→ **DIRECTIONS**:
Nothing but the lines from the start of the entries through the line containing "use train_stream_rs::prelude::*;" should appear in the answer, each given exactly.
[[ RECORD EXCERPTS, beginning ]]
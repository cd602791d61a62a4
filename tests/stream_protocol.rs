//! Record-level protocol tests: shape inference, epoch bookkeeping, and
//! failure propagation.

use std::io;
use std::sync::{Arc, Mutex};

use tracing_subscriber::filter::LevelFilter;
use tracing_subscriber::util::SubscriberInitExt;

use train_stream_rs::prelude::*;

/// Model returning a constant error and recording every formatted pair.
struct ConstModel {
    error: f64,
    trained: Vec<TrainPair>,
}

impl ConstModel {
    fn new(error: f64) -> Self {
        Self {
            error,
            trained: Vec::new(),
        }
    }
}

impl Model for ConstModel {
    fn initialize(&mut self, _shape: &ShapeDescriptor) -> Result<()> {
        Ok(())
    }

    fn train_pattern(&mut self, input: &[f64], output: &[f64]) -> Result<f64> {
        self.trained.push(TrainPair::new(input.to_vec(), output.to_vec()));
        Ok(self.error)
    }
}

#[test]
fn test_first_epoch_unions_field_names_in_first_seen_order() {
    let data = vec![
        Datum::named([("width", 1.0), ("height", 2.0)], [("y", 1.0)]),
        Datum::named([("depth", 3.0), ("width", 4.0)], [("z", 0.0), ("y", 1.0)]),
        Datum::named([("height", 5.0)], [("y", 0.0)]),
    ];
    let mut stream =
        TrainStream::new(ConstModel::new(1.0), TrainStreamConfig::default()).unwrap();

    for datum in &data {
        stream.write(datum).unwrap();
    }
    assert_eq!(stream.end_epoch().unwrap(), EpochOutcome::ShapeDetermined);

    let shape = stream.shape().unwrap();
    assert_eq!(
        shape.input().lookup().unwrap().names(),
        &["width", "height", "depth"]
    );
    assert_eq!(shape.output().lookup().unwrap().names(), &["y", "z"]);
    assert_eq!(stream.expected_epoch_size(), Some(3));
}

#[test]
fn test_short_epoch_still_divides_by_expected_size() {
    let datum = Datum::named([("x", 1.0)], [("y", 1.0)]);
    let config = TrainStreamConfig::builder()
        .iterations(10)
        .error_thresh(0.0)
        .build();
    let mut stream = TrainStream::new(ConstModel::new(1.0), config).unwrap();

    // First epoch: 5 records fix the expected size.
    for _ in 0..5 {
        stream.write(&datum).unwrap();
    }
    stream.end_epoch().unwrap();

    // Second epoch delivers only 3 records; the average still divides by 5.
    for _ in 0..3 {
        stream.write(&datum).unwrap();
    }
    let outcome = stream.end_epoch().unwrap();

    let stats = outcome.stats().unwrap();
    assert!((stats.error - 0.6).abs() < 1e-12);
}

#[test]
fn test_layout_conflict_after_shape_determination_errors() {
    let named = Datum::named([("x", 1.0)], [("y", 1.0)]);
    let mut stream =
        TrainStream::new(ConstModel::new(1.0), TrainStreamConfig::default()).unwrap();

    stream.write(&named).unwrap();
    stream.end_epoch().unwrap();

    let positional = Datum::positional([1.0], [0.0]);
    let err = stream.write(&positional).unwrap_err();
    assert!(matches!(
        err,
        TrainStreamError::LayoutMismatch { side: "input", .. }
    ));
}

#[test]
fn test_positional_records_pass_through_unchanged() {
    let data = vec![
        Datum::positional([0.25, 0.5, 0.75, 1.0], [1.0, 0.0]),
        Datum::positional([0.1, 0.2, 0.3, 0.4], [0.0, 1.0]),
    ];
    let config = TrainStreamConfig::builder().iterations(1).build();
    let mut stream = TrainStream::new(ConstModel::new(1.0), config).unwrap();

    stream.write_all(&data).unwrap();
    let shape = stream.shape().unwrap();
    assert!(shape.input().lookup().is_none());
    assert!(shape.output().lookup().is_none());
    assert_eq!(shape.layer_sizes(), vec![4, 3, 2]);

    stream.write_all(&data).unwrap();
    let trained = &stream.model().trained;
    assert_eq!(trained[0].input, vec![0.25, 0.5, 0.75, 1.0]);
    assert_eq!(trained[1].output, vec![0.0, 1.0]);
}

#[test]
fn test_empty_first_epoch_errors_then_recovers() {
    let mut stream =
        TrainStream::new(ConstModel::new(1.0), TrainStreamConfig::default()).unwrap();

    assert!(matches!(
        stream.end_epoch().unwrap_err(),
        TrainStreamError::EmptyFirstEpoch
    ));

    // The stream is still collecting; a source can keep feeding records.
    stream.write(&Datum::named([("x", 1.0)], [("y", 0.0)])).unwrap();
    assert_eq!(stream.end_epoch().unwrap(), EpochOutcome::ShapeDetermined);
}

/// Model whose training step fails after a set number of successful calls.
struct FailingModel {
    fail_after: usize,
    calls: usize,
}

impl Model for FailingModel {
    fn initialize(&mut self, _shape: &ShapeDescriptor) -> Result<()> {
        Ok(())
    }

    fn train_pattern(&mut self, _input: &[f64], _output: &[f64]) -> Result<f64> {
        if self.calls >= self.fail_after {
            return Err(TrainStreamError::training("loss diverged"));
        }
        self.calls += 1;
        Ok(1.0)
    }
}

#[test]
fn test_training_step_failure_propagates() {
    let data = vec![
        Datum::named([("x", 1.0)], [("y", 1.0)]),
        Datum::named([("x", 0.0)], [("y", 0.0)]),
    ];
    let model = FailingModel {
        fail_after: 3,
        calls: 0,
    };
    let mut stream = TrainStream::new(model, TrainStreamConfig::default()).unwrap();

    stream.write_all(&data).unwrap();
    stream.write_all(&data).unwrap();

    // Fourth training step fails; the error surfaces from write.
    stream.write(&data[0]).unwrap();
    let err = stream.write(&data[1]).unwrap_err();
    assert!(matches!(err, TrainStreamError::Training(_)));
}

/// Model whose formatter rejects every datum.
struct PickyFormatter;

impl Model for PickyFormatter {
    fn initialize(&mut self, _shape: &ShapeDescriptor) -> Result<()> {
        Ok(())
    }

    fn train_pattern(&mut self, _input: &[f64], _output: &[f64]) -> Result<f64> {
        Ok(0.0)
    }

    fn format_data(&self, _datum: &Datum, _shape: &ShapeDescriptor) -> Result<TrainPair> {
        Err(TrainStreamError::training("unsupported datum"))
    }
}

#[test]
fn test_shape_probe_goes_through_the_model_formatter() {
    let mut stream =
        TrainStream::new(PickyFormatter, TrainStreamConfig::default()).unwrap();

    stream.write(&Datum::named([("x", 1.0)], [("y", 0.0)])).unwrap();

    // The first end-of-epoch probes the remembered first datum through
    // format_data; the formatter's failure surfaces there.
    let err = stream.end_epoch().unwrap_err();
    assert!(matches!(err, TrainStreamError::Training(_)));
}

/// Model whose formatter widens each input value to three, so its vectors
/// are wider than the field lookup suggests.
struct ExpandingModel {
    initialized_with: Option<Vec<usize>>,
    trained_widths: Vec<(usize, usize)>,
}

impl Model for ExpandingModel {
    fn initialize(&mut self, shape: &ShapeDescriptor) -> Result<()> {
        self.initialized_with = Some(shape.layer_sizes());
        Ok(())
    }

    fn train_pattern(&mut self, input: &[f64], output: &[f64]) -> Result<f64> {
        self.trained_widths.push((input.len(), output.len()));
        Ok(1.0)
    }

    fn format_data(&self, datum: &Datum, shape: &ShapeDescriptor) -> Result<TrainPair> {
        let pair = shape.format(datum)?;
        let input = pair.input.iter().flat_map(|v| [*v; 3]).collect();
        Ok(TrainPair::new(input, pair.output))
    }
}

#[test]
fn test_formatter_vector_lengths_size_the_model() {
    let fields: Vec<(String, f64)> = (0..8).map(|i| (format!("f{i}"), f64::from(i))).collect();
    let datum = Datum::new(Fields::named(fields), Fields::named([("y", 1.0)]));
    let model = ExpandingModel {
        initialized_with: None,
        trained_widths: Vec::new(),
    };
    let config = TrainStreamConfig::builder().iterations(1).build();
    let mut stream = TrainStream::new(model, config).unwrap();

    stream.write(&datum).unwrap();
    assert_eq!(stream.end_epoch().unwrap(), EpochOutcome::ShapeDetermined);

    // Eight named fields widen to 24 input values, and the model is sized
    // from the widened vectors, hidden layer included.
    assert_eq!(stream.model().initialized_with, Some(vec![24, 12, 1]));
    let shape = stream.shape().unwrap();
    assert_eq!(shape.input_size(), 24);
    assert_eq!(shape.output_size(), 1);

    stream.write(&datum).unwrap();
    stream.end_epoch().unwrap();
    assert_eq!(stream.model().trained_widths, vec![(24, 1)]);
}

/// Thread-shared writer capturing formatted log output.
#[derive(Clone, Default)]
struct SharedBuffer(Arc<Mutex<Vec<u8>>>);

impl SharedBuffer {
    fn contents(&self) -> String {
        String::from_utf8_lossy(&self.0.lock().unwrap()).into_owned()
    }
}

impl io::Write for SharedBuffer {
    fn write(&mut self, buf: &[u8]) -> io::Result<usize> {
        self.0.lock().unwrap().extend_from_slice(buf);
        Ok(buf.len())
    }

    fn flush(&mut self) -> io::Result<()> {
        Ok(())
    }
}

impl<'a> tracing_subscriber::fmt::MakeWriter<'a> for SharedBuffer {
    type Writer = Self;

    fn make_writer(&'a self) -> Self::Writer {
        self.clone()
    }
}

#[test]
fn test_size_mismatch_warns_and_matched_epochs_stay_silent() {
    let buffer = SharedBuffer::default();
    let _guard = tracing_subscriber::fmt()
        .with_writer(buffer.clone())
        .with_ansi(false)
        .with_max_level(LevelFilter::WARN)
        .finish()
        .set_default();

    let datum = Datum::named([("x", 1.0)], [("y", 1.0)]);
    let config = TrainStreamConfig::builder()
        .iterations(10)
        .error_thresh(0.0)
        .build();
    let mut stream = TrainStream::new(ConstModel::new(1.0), config).unwrap();

    // First epoch: 3 records fix the expected size.
    for _ in 0..3 {
        stream.write(&datum).unwrap();
    }
    stream.end_epoch().unwrap();

    // A matched second epoch logs nothing at warn level.
    for _ in 0..3 {
        stream.write(&datum).unwrap();
    }
    stream.end_epoch().unwrap();
    assert_eq!(buffer.contents(), "");

    // A short epoch emits the discrepancy warning and still finishes.
    stream.write(&datum).unwrap();
    stream.end_epoch().unwrap();

    let logged = buffer.contents();
    assert!(logged.contains("WARN"));
    assert!(logged.contains("different record count"));
    assert!(logged.contains("expected=3"));
    assert!(logged.contains("actual=1"));
}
[[ RECORD EXCERPTS, end ]]
→ **ANSWER SPACE**:
repository cd602791d61a62a4
filename tests/stream_protocol.rs
//! Record-level protocol tests: shape inference, epoch bookkeeping, and
//! failure propagation.

use std::io;
use std::sync::{Arc, Mutex};

use tracing_subscriber::filter::LevelFilter;
use tracing_subscriber::util::SubscriberInitExt;

use train_stream_rs::prelude::*;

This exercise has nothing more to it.